Your mission: analyze Linux malware and extract behavioral detections that expose attacker activity even in the most ephemeral cloud-native systems.
Team Nautilus, the threat research group, leads cutting-edge investigations into cloud-native threats from exposing stealthy, fileless malware like HeadCrab to building kernel-level defenses for containerized environments. Our work shapes open-source tools, influences cloud provider security, and protects workloads across the Fortune 500.
Core Responsibilities
Research and analyze sophisticated attack techniques targeting Linux-based cloud-native systems (Kubernetes, containers, serverless).
Build low-level behavioral detections using eBPF, focused on malware execution, privilege abuse, persistence, and evasion techniques.
Prototype observability and response capabilities at the kernel layer, contributing directly to tools like Tracee.
Analyze Linux malware and extract behavioral detections to inform threat detection logic and strengthen defensive capabilities.
Collaborate with engineering teams to translate research into production-grade detection pipelines and runtime protections.
Specialized Focus Areas:
Design and develop eBPF-based sensors that trace syscall activity, privilege escalation paths, network tampering, and stealthy behaviors.
Track emerging malware families targeting cloud-native infrastructure and extract TTPs from live samples and honeypot environments.
Contribute original research to the community through technical blogs, CVEs, conference presentations, or open-source code contributions.
Requirements: Requirements:
5+ years in security research, with a strong focus on Linux malware analysis, behavioral detection, and system internals.
Proven experience writing eBPF-based detection logic for runtime monitoring and threat visibility.
Deep knowledge of Linux kernel internals, syscall interfaces, and OS-level attack surfaces.
Proficiency in C (especially for kernel-level or low-level systems programming) and Python (for tooling, analysis, and automation).
Familiarity with cloud-native technologies such as containers, Kubernetes, and serverless workloads.
Strong understanding of adversary tradecraft in Linux environments, including malware persistence and evasion strategies.
Excellent written and verbal communication skills.
A proactive, creative mindset that thrives on discovering and neutralizing novel threats.

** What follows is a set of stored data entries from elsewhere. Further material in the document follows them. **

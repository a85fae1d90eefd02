//! Talker/sentence-type enums, the shared time/date/coordinate types, and the
//! tagged-union [`Record`] produced by the framer for each decoded sentence.

use crate::fixed::{self, Fixed};
use crate::sentences::{
    AisData, GbsData, GgaData, GllData, GnsData, GsaData, GstData, GsvData, RmcData, VtgData,
    ZdaData,
};

/// UTC time of day, as carried by most sentences.
///
/// Fractional seconds always normalize to microseconds by left-padding with
/// zeros; `seconds` admits 60 for a leap second.
#[cfg_attr(feature = "serde", derive(serde::Serialize, serde::Deserialize))]
#[cfg_attr(feature = "defmt", derive(defmt::Format))]
#[derive(Debug, Clone, Copy, PartialEq, Eq, Default)]
pub struct Time {
    pub hours: u8,
    pub minutes: u8,
    pub seconds: u8,
    pub microseconds: u32,
    pub valid: bool,
}

/// Calendar date. RMC only ever supplies a two-digit year; `year` stays zero
/// until the framer backfills the century it last observed in a ZDA sentence.
#[cfg_attr(feature = "serde", derive(serde::Serialize, serde::Deserialize))]
#[cfg_attr(feature = "defmt", derive(defmt::Format))]
#[derive(Debug, Clone, Copy, PartialEq, Eq, Default)]
pub struct Date {
    pub day: u8,
    pub month: u8,
    pub year: u16,
    pub year_yy: u8,
    pub valid: bool,
}

/// A raw NMEA coordinate (`DDMM.MMMM` form) plus its hemisphere byte.
///
/// Valid iff `hemisphere != 0` and `raw`'s scale is non-zero; an explicitly
/// present but wrong hemisphere character fails the whole field upstream in
/// the tokenizer, while an absent hemisphere quietly yields `hemisphere = 0`.
#[cfg_attr(feature = "serde", derive(serde::Serialize, serde::Deserialize))]
#[cfg_attr(feature = "defmt", derive(defmt::Format))]
#[derive(Debug, Clone, Copy, PartialEq, Default)]
pub struct Coord {
    pub raw: Fixed,
    pub hemisphere: u8,
}

impl Coord {
    pub fn is_valid(self) -> bool {
        self.hemisphere != 0 && self.raw.is_valid()
    }

    /// Lossy conversion to signed decimal degrees; `NaN` if invalid.
    pub fn to_degrees(self) -> f64 {
        fixed::coord_to_degrees(self.raw, self.hemisphere)
    }

    /// Fixed-point degrees scaled by `1e7`, for integer-only consumers.
    pub fn to_fixed_degrees(self) -> Option<i64> {
        fixed::coord_to_fixed_degrees(self.raw, self.hemisphere)
    }
}

macro_rules! define_byte_enum {
    (
        $(#[$outer:meta])*
        enum $Name:ident {
            $($(#[$variant:meta])* $Variant:ident),* $(,)*
        }
    ) => {
        $(#[$outer])*
        #[cfg_attr(feature = "serde", derive(serde::Serialize, serde::Deserialize))]
        #[derive(Debug, Clone, Copy, PartialEq, Eq, Hash)]
        pub enum $Name {
            $($(#[$variant])* $Variant),*,
            /// Unrecognized code.
            None,
        }

        impl $Name {
            pub(crate) fn from_slice(s: &[u8]) -> Self {
                $(
                    #[allow(nonstandard_style)]
                    const $Variant: &[u8] = stringify!($Variant).as_bytes();
                )*
                match s {
                    $($Variant => $Name::$Variant,)*
                    _ => $Name::None,
                }
            }
        }
    };
}

define_byte_enum!(
    /// Three-letter NMEA sentence type code.
    enum SentenceType {
        RMC, GGA, GNS, GSA, GSV, VTG, GLL, ZDA, GBS, GST, VDM, VDO,
    }
);

/// Two-letter talker code identifying the emitting system.
#[cfg_attr(feature = "serde", derive(serde::Serialize, serde::Deserialize))]
#[cfg_attr(feature = "defmt", derive(defmt::Format))]
#[derive(Debug, Clone, Copy, PartialEq, Eq, Hash)]
pub enum Talker {
    Gps,
    Glonass,
    Galileo,
    Beidou,
    /// Combined/multi-constellation (`GN`).
    Combined,
    Qzss,
    NavIc,
    /// AIS base talker (`AI`) and its subtypes (`AB`/`AD`/`AN`/`AR`/`AS`/`AT`/`AX`).
    Ais,
    None,
}

impl Talker {
    pub(crate) fn from_slice(s: &[u8]) -> Self {
        match s {
            b"GP" => Talker::Gps,
            b"GL" => Talker::Glonass,
            b"GA" => Talker::Galileo,
            b"GB" | b"BD" => Talker::Beidou,
            b"GN" => Talker::Combined,
            b"GQ" => Talker::Qzss,
            b"GI" => Talker::NavIc,
            b"AI" | b"AB" | b"AD" | b"AN" | b"AR" | b"AS" | b"AT" | b"AX" => Talker::Ais,
            _ => Talker::None,
        }
    }
}

/// Constellation identifying a PRN, derived either from an explicit NMEA 4.11
/// system-ID field or, failing that, from the talker ID.
#[cfg_attr(feature = "serde", derive(serde::Serialize, serde::Deserialize))]
#[cfg_attr(feature = "defmt", derive(defmt::Format))]
#[derive(Debug, Clone, Copy, PartialEq, Eq, Hash)]
pub enum Constellation {
    Gps,
    Glonass,
    Galileo,
    Beidou,
    Combined,
}

impl Constellation {
    /// NMEA 4.11 GSA system-ID field: 1=GPS, 2=GLONASS, 3=Galileo, 4=BeiDou,
    /// anything else combined.
    pub fn from_system_id(id: u32) -> Self {
        match id {
            1 => Constellation::Gps,
            2 => Constellation::Glonass,
            3 => Constellation::Galileo,
            4 => Constellation::Beidou,
            _ => Constellation::Combined,
        }
    }

    pub fn from_talker(talker: Talker) -> Self {
        match talker {
            Talker::Gps => Constellation::Gps,
            Talker::Glonass => Constellation::Glonass,
            Talker::Galileo => Constellation::Galileo,
            Talker::Beidou => Constellation::Beidou,
            Talker::Combined => Constellation::Combined,
            _ => Constellation::Gps,
        }
    }

    pub(crate) fn index(self) -> usize {
        match self {
            Constellation::Gps => 0,
            Constellation::Glonass => 1,
            Constellation::Galileo => 2,
            Constellation::Beidou => 3,
            Constellation::Combined => 4,
        }
    }
}

/// GGA fix-quality code (field 6). Stored as the raw wire value in
/// [`GgaData::fix_quality`]; this is only a lookup table, not a validator —
/// the decoder casts the parsed integer with no range check, mirroring the
/// original receiver behavior.
#[cfg_attr(feature = "defmt", derive(defmt::Format))]
#[derive(Debug, Clone, Copy, PartialEq, Eq)]
pub enum FixQuality {
    Invalid = 0,
    Gps = 1,
    Dgps = 2,
    Pps = 3,
    Rtk = 4,
    RtkFloat = 5,
    Estimated = 6,
    Manual = 7,
    Simulation = 8,
}

impl FixQuality {
    pub fn from_code(code: u8) -> Option<Self> {
        Some(match code {
            0 => FixQuality::Invalid,
            1 => FixQuality::Gps,
            2 => FixQuality::Dgps,
            3 => FixQuality::Pps,
            4 => FixQuality::Rtk,
            5 => FixQuality::RtkFloat,
            6 => FixQuality::Estimated,
            7 => FixQuality::Manual,
            8 => FixQuality::Simulation,
            _ => return None,
        })
    }
}

/// FAA/GNS mode indicator (NMEA 2.3+).
#[cfg_attr(feature = "serde", derive(serde::Serialize, serde::Deserialize))]
#[cfg_attr(feature = "defmt", derive(defmt::Format))]
#[derive(Debug, Clone, Copy, PartialEq, Eq)]
pub enum FaaMode {
    Autonomous,
    Differential,
    Estimated,
    RtkFloat,
    Manual,
    NotValid,
    Precise,
    RtkInteger,
    Simulator,
}

impl FaaMode {
    pub fn from_char(c: u8) -> Option<Self> {
        Some(match c {
            b'A' => FaaMode::Autonomous,
            b'D' => FaaMode::Differential,
            b'E' => FaaMode::Estimated,
            b'F' => FaaMode::RtkFloat,
            b'M' => FaaMode::Manual,
            b'N' => FaaMode::NotValid,
            b'P' => FaaMode::Precise,
            b'R' => FaaMode::RtkInteger,
            b'S' => FaaMode::Simulator,
            _ => return None,
        })
    }
}

/// GSA fix-type code (field 2).
#[cfg_attr(feature = "serde", derive(serde::Serialize, serde::Deserialize))]
#[cfg_attr(feature = "defmt", derive(defmt::Format))]
#[derive(Debug, Clone, Copy, PartialEq, Eq)]
pub enum GsaFixType {
    NoFix = 1,
    Fix2D = 2,
    Fix3D = 3,
}

impl GsaFixType {
    pub fn from_code(code: u8) -> Option<Self> {
        Some(match code {
            1 => GsaFixType::NoFix,
            2 => GsaFixType::Fix2D,
            3 => GsaFixType::Fix3D,
            _ => return None,
        })
    }
}

/// Navigational status code (NMEA 4.1+, RMC field 12).
#[cfg_attr(feature = "serde", derive(serde::Serialize, serde::Deserialize))]
#[cfg_attr(feature = "defmt", derive(defmt::Format))]
#[derive(Debug, Clone, Copy, PartialEq, Eq)]
pub enum NavStatus {
    Safe,
    Caution,
    Unsafe,
    NotValid,
}

impl NavStatus {
    pub fn from_char(c: u8) -> Option<Self> {
        Some(match c {
            b'S' => NavStatus::Safe,
            b'C' => NavStatus::Caution,
            b'U' => NavStatus::Unsafe,
            b'V' => NavStatus::NotValid,
            _ => return None,
        })
    }
}

/// One satellite entry in a GSV block. Elevation/azimuth/SNR use the wire's
/// own "not reported" sentinels rather than `Option`, matching the original
/// receiver's in-place defaults.
#[cfg_attr(feature = "serde", derive(serde::Serialize, serde::Deserialize))]
#[cfg_attr(feature = "defmt", derive(defmt::Format))]
#[derive(Debug, Clone, Copy, PartialEq, Eq)]
pub struct Satellite {
    pub prn: u8,
    pub elevation: i16,
    pub azimuth: i16,
    pub snr: i16,
}

impl Satellite {
    pub const ELEVATION_ABSENT: i16 = -128;
    pub const AZIMUTH_ABSENT: i16 = -1;
    pub const SNR_ABSENT: i16 = -1;
}

/// A decoded sentence, tagged by talker and type.
#[cfg_attr(feature = "serde", derive(serde::Serialize, serde::Deserialize))]
#[cfg_attr(feature = "defmt", derive(defmt::Format))]
#[derive(Debug, Clone, PartialEq)]
pub struct Record {
    pub talker: Talker,
    pub sentence_type: SentenceType,
    pub payload: Payload,
}

/// The tagged-union payload. Exactly one variant is valid per [`Record`],
/// selected by `Record::sentence_type` — a sum type rather than the source's
/// C union-plus-enum-tag, so the tag and payload cannot diverge.
#[cfg_attr(feature = "serde", derive(serde::Serialize, serde::Deserialize))]
#[cfg_attr(feature = "defmt", derive(defmt::Format))]
#[derive(Debug, Clone, PartialEq)]
pub enum Payload {
    Rmc(RmcData),
    Gga(GgaData),
    Gns(GnsData),
    Gsa(GsaData),
    Gsv(GsvData),
    Vtg(VtgData),
    Gll(GllData),
    Zda(ZdaData),
    Gbs(GbsData),
    Gst(GstData),
    Ais(AisData),
}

Preferred Qualifications (Bonus)
Experience with kernel tracing frameworks (e.g., eBPF, kprobes, tracepoints, LSM hooks).

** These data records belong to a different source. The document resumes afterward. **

//! Framing state machine: finds sentence boundaries in a byte ring,
//! validates the checksum, and dispatches to the matching decoder.

use log::{trace, warn};
use nom::Parser;

use crate::record::{Payload, Record, SentenceType, Talker};
use crate::ring::Ring;
use crate::stats::Stats;

/// Maximum standard NMEA 0183 sentence length, including delimiters.
pub const DEFAULT_MAX_SENTENCE_LEN: usize = 82;

/// A [`Framer`] configured with the standard-mandated sentence length.
pub type DefaultFramer = Framer<DEFAULT_MAX_SENTENCE_LEN>;

#[derive(Debug, Clone, Copy, PartialEq, Eq)]
enum State {
    FindStart,
    FindTalkerAndType,
    FindDataEnd,
    FindLineEnd,
    Complete,
}

/// Drains a [`Ring`] into sentence boundaries, one complete sentence at a
/// time, dispatching decoded records and decode failures to caller-supplied
/// callbacks.
///
/// `MAX_SENTENCE_LEN` bounds the linear scratch buffer this framer copies
/// ring-buffer bytes into before scanning; it must be at least large enough
/// to hold `"$TTSSS,*hh\r\n"` (11 bytes) plus the longest sentence body this
/// embedder expects to see.
pub struct Framer<const MAX_SENTENCE_LEN: usize = DEFAULT_MAX_SENTENCE_LEN> {
    scratch: [u8; MAX_SENTENCE_LEN],
    scratch_len: usize,
    parse_pos: usize,
    state: State,
    waiting_for_data: bool,
    has_checksum: bool,
    current_talker: Talker,
    current_type: SentenceType,
    data_end: usize,
    line_end: Option<usize>,
    /// Century last observed in a valid ZDA, used to back-fill RMC's
    /// two-digit year. Never regresses to zero once learned — see
    /// `post_process`.
    zda_century: u8,
    stats: Stats,
}

impl<const MAX_SENTENCE_LEN: usize> Default for Framer<MAX_SENTENCE_LEN> {
    fn default() -> Self {
        Self::new()
    }
}

impl<const MAX_SENTENCE_LEN: usize> Framer<MAX_SENTENCE_LEN> {
    pub const fn new() -> Self {
        Framer {
            scratch: [0; MAX_SENTENCE_LEN],
            scratch_len: 0,
            parse_pos: 0,
            state: State::FindStart,
            waiting_for_data: false,
            has_checksum: false,
            current_talker: Talker::None,
            current_type: SentenceType::None,
            data_end: 0,
            line_end: None,
            zda_century: 0,
            stats: Stats::new(),
        }
    }

    pub fn stats(&self) -> Stats {
        self.stats
    }

    pub fn reset_stats(&mut self) {
        self.stats.reset();
    }

    /// Drains `ring` into the scratch buffer and advances the state machine
    /// until the ring is exhausted and no further progress is possible.
    /// `on_sentence` fires once per successfully decoded sentence;
    /// `on_error` fires once per sentence whose header was valid but whose
    /// body failed to decode.
    pub fn work<const RING_N: usize>(
        &mut self,
        ring: &mut Ring<RING_N>,
        mut on_sentence: impl FnMut(&Record, Stats),
        mut on_error: impl FnMut(Talker, SentenceType, Stats),
    ) {
        loop {
            if ring.is_empty() && self.scratch_len <= self.parse_pos {
                break;
            }

            let bytes_avail = ring.len();
            if self.waiting_for_data && bytes_avail == 0 {
                break;
            }

            let space = MAX_SENTENCE_LEN - self.scratch_len;
            let to_pop = space.min(bytes_avail);
            if to_pop > 0 {
                let end = self.scratch_len + to_pop;
                let n = ring.pop(&mut self.scratch[self.scratch_len..end]);
                self.scratch_len += n;
            } else if space == 0 && self.waiting_for_data {
                self.stats.buffer_overflows += 1;
                warn!("nmea framer: working buffer full while waiting for more data, resyncing");
                self.reset_to_start();
            }

            self.waiting_for_data = false;

            if self.scratch_len == self.parse_pos {
                if ring.is_empty() {
                    break;
                }
                continue;
            }

            match self.state {
                State::FindStart => self.step_find_start(),
                State::FindTalkerAndType => self.step_find_talker_and_type(),
                State::FindDataEnd => self.step_find_data_end(),
                State::FindLineEnd => self.step_find_line_end(),
                State::Complete => self.step_complete(&mut on_sentence, &mut on_error),
            }
        }
    }

    fn discard(&mut self, amt: usize) {
        if amt >= self.scratch_len {
            self.scratch_len = 0;
            return;
        }
        self.scratch.copy_within(amt..self.scratch_len, 0);
        self.scratch_len -= amt;
    }

    fn reset_to_start(&mut self) {
        self.scratch_len = 0;
        self.parse_pos = 0;
        self.state = State::FindStart;
        self.line_end = None;
    }

    /// Reverts to `FindStart` without discarding the scratch buffer's
    /// contents — used when the unprocessed bytes still need a fresh scan
    /// from the top (e.g. after skipping one false-start byte).
    fn reset_keep_bytes(&mut self) {
        self.parse_pos = 0;
        self.state = State::FindStart;
        self.line_end = None;
    }

    fn step_find_start(&mut self) {
        self.has_checksum = false;
        let start = self.scratch[..self.scratch_len]
            .iter()
            .position(|&b| b == b'$' || b == b'!');

        match start {
            Some(offset) => {
                self.discard(offset);
                self.parse_pos = 1; // skip the start char
                self.state = State::FindTalkerAndType;
            }
            None => {
                // No start char anywhere in the scratch: none of it can ever
                // become a sentence, so it's discarded outright. Not an error.
                self.reset_to_start();
            }
        }
    }

    fn step_find_talker_and_type(&mut self) {
        if self.scratch_len - self.parse_pos < 6 {
            self.waiting_for_data = true;
            return;
        }

        let talker = Talker::from_slice(&self.scratch[1..3]);
        let sentence_type = SentenceType::from_slice(&self.scratch[3..6]);

        if talker == Talker::None || sentence_type == SentenceType::None || self.scratch[6] != b',' {
            self.stats.parse_errors += 1;
            trace!("nmea framer: invalid header, resyncing one byte forward");
            self.discard(1);
            self.reset_keep_bytes();
        } else {
            self.current_talker = talker;
            self.current_type = sentence_type;
            self.parse_pos += 6;
            self.state = State::FindDataEnd;
        }
    }

    fn step_find_data_end(&mut self) {
        let base = self.parse_pos;
        let remaining = &self.scratch[base..self.scratch_len];
        let asterisk = remaining.iter().position(|&b| b == b'*').map(|i| base + i);
        let line_end = earliest_terminator(remaining, base);

        let (has_checksum, data_end) = match (asterisk, line_end) {
            (Some(a), Some(l)) => (a < l, a.min(l)),
            (None, Some(l)) => (false, l),
            (Some(a), None) => (true, a),
            (None, None) => {
                self.await_more_or_fail();
                return;
            }
        };

        self.parse_pos = data_end;
        self.has_checksum = has_checksum;
        self.data_end = data_end;
        self.line_end = line_end;
        self.state = if has_checksum {
            State::FindLineEnd
        } else {
            State::Complete
        };
    }

    fn step_find_line_end(&mut self) {
        if self.line_end.is_none() {
            self.line_end = earliest_terminator(&self.scratch[self.parse_pos..self.scratch_len], self.parse_pos);
        }

        let Some(line_end) = self.line_end else {
            self.await_more_or_fail();
            return;
        };

        let hex_start = self.data_end + 1;
        if line_end <= hex_start || line_end - hex_start != 2 {
            self.stats.parse_errors += 1;
            trace!("nmea framer: checksum field has the wrong width");
            self.reset_to_start();
            return;
        }

        let Ok((_, received)) = parse_checksum_hex(&self.scratch[hex_start..hex_start + 2]) else {
            self.stats.parse_errors += 1;
            trace!("nmea framer: checksum field is not valid hex");
            self.reset_to_start();
            return;
        };

        let computed = self.scratch[1..self.data_end]
            .iter()
            .fold(0u8, |acc, &b| acc ^ b);

        if computed == received {
            self.state = State::Complete;
        } else {
            self.stats.checksum_errors += 1;
            warn!("nmea framer: checksum mismatch ({computed:#04x} != {received:#04x})");
            self.reset_to_start();
        }
    }

    /// Shared by `FindDataEnd`/`FindLineEnd`: either wait for more bytes, or,
    /// if the scratch buffer has grown past the configured cap without
    /// finding what it's looking for, give up on this sentence.
    fn await_more_or_fail(&mut self) {
        if self.parse_pos > MAX_SENTENCE_LEN {
            self.stats.parse_errors += 1;
            trace!("nmea framer: no terminator within the configured sentence length");
            self.discard(self.parse_pos);
            self.reset_keep_bytes();
        } else {
            self.parse_pos = self.scratch_len;
            self.waiting_for_data = true;
        }
    }

    fn step_complete(
        &mut self,
        on_sentence: &mut impl FnMut(&Record, Stats),
        on_error: &mut impl FnMut(Talker, SentenceType, Stats),
    ) {
        let data = &self.scratch[7..self.data_end];

        match crate::sentences::decode(self.current_type, self.current_talker, data) {
            Ok(payload) => {
                self.stats.sentences_parsed += 1;
                let mut record = Record {
                    talker: self.current_talker,
                    sentence_type: self.current_type,
                    payload,
                };
                self.post_process(&mut record);
                trace!("nmea framer: decoded {:?}", self.current_type);
                on_sentence(&record, self.stats);
            }
            Err(_) => {
                self.stats.parse_errors += 1;
                warn!("nmea framer: decode failed for {:?}", self.current_type);
                on_error(self.current_talker, self.current_type, self.stats);
            }
        }

        let mut sentence_end = self.line_end.unwrap_or(self.data_end);
        while sentence_end < self.scratch_len && matches!(self.scratch[sentence_end], b'\r' | b'\n' | 0) {
            sentence_end += 1;
        }
        self.discard(sentence_end);
        self.reset_keep_bytes();
    }

    /// ZDA sets the century observed for subsequent RMC year back-fill; RMC
    /// reads it. The century only ever advances to a newly observed nonzero
    /// value — a ZDA with an implausible sub-100 year doesn't erase a
    /// century already learned from an earlier ZDA.
    fn post_process(&mut self, record: &mut Record) {
        match &mut record.payload {
            Payload::Zda(zda) if zda.date.valid => {
                let century = (zda.date.year / 100) as u8;
                if century > 0 {
                    self.zda_century = century;
                }
            }
            Payload::Rmc(rmc) if self.zda_century > 0 => {
                rmc.date.year = self.zda_century as u16 * 100 + rmc.date.year_yy as u16;
            }
            _ => {}
        }
    }
}

fn earliest_terminator(haystack: &[u8], base: usize) -> Option<usize> {
    let cr = haystack.iter().position(|&b| b == b'\r').map(|i| base + i);
    let lf = haystack.iter().position(|&b| b == b'\n').map(|i| base + i);
    match (cr, lf) {
        (Some(c), Some(l)) => Some(c.min(l)),
        (Some(c), None) => Some(c),
        (None, Some(l)) => Some(l),
        (None, None) => None,
    }
}

fn parse_checksum_hex(input: &[u8]) -> nom::IResult<&[u8], u8> {
    use nom::bytes::complete::take;
    use nom::combinator::map_res;

    map_res(take(2usize), |digits: &[u8]| {
        core::str::from_utf8(digits)
            .map_err(|_| ())
            .and_then(|s| u8::from_str_radix(s, 16).map_err(|_| ()))
    })
    .parse(input)
}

Familiarity with tools like Ghidra, IDA Pro, Radare2, or dynamic malware analysis sandboxes.
Understanding of MITRE ATT&CK for Containers or Cloud, threat modeling, and detection engineering principles.
Track record of public research contributions (e.g., CVEs, technical write-ups, conference talks, or open-source projects).
Experience analyzing security gaps in cloud services, IAM configurations, or container orchestration systems.
This position is open to all candidates.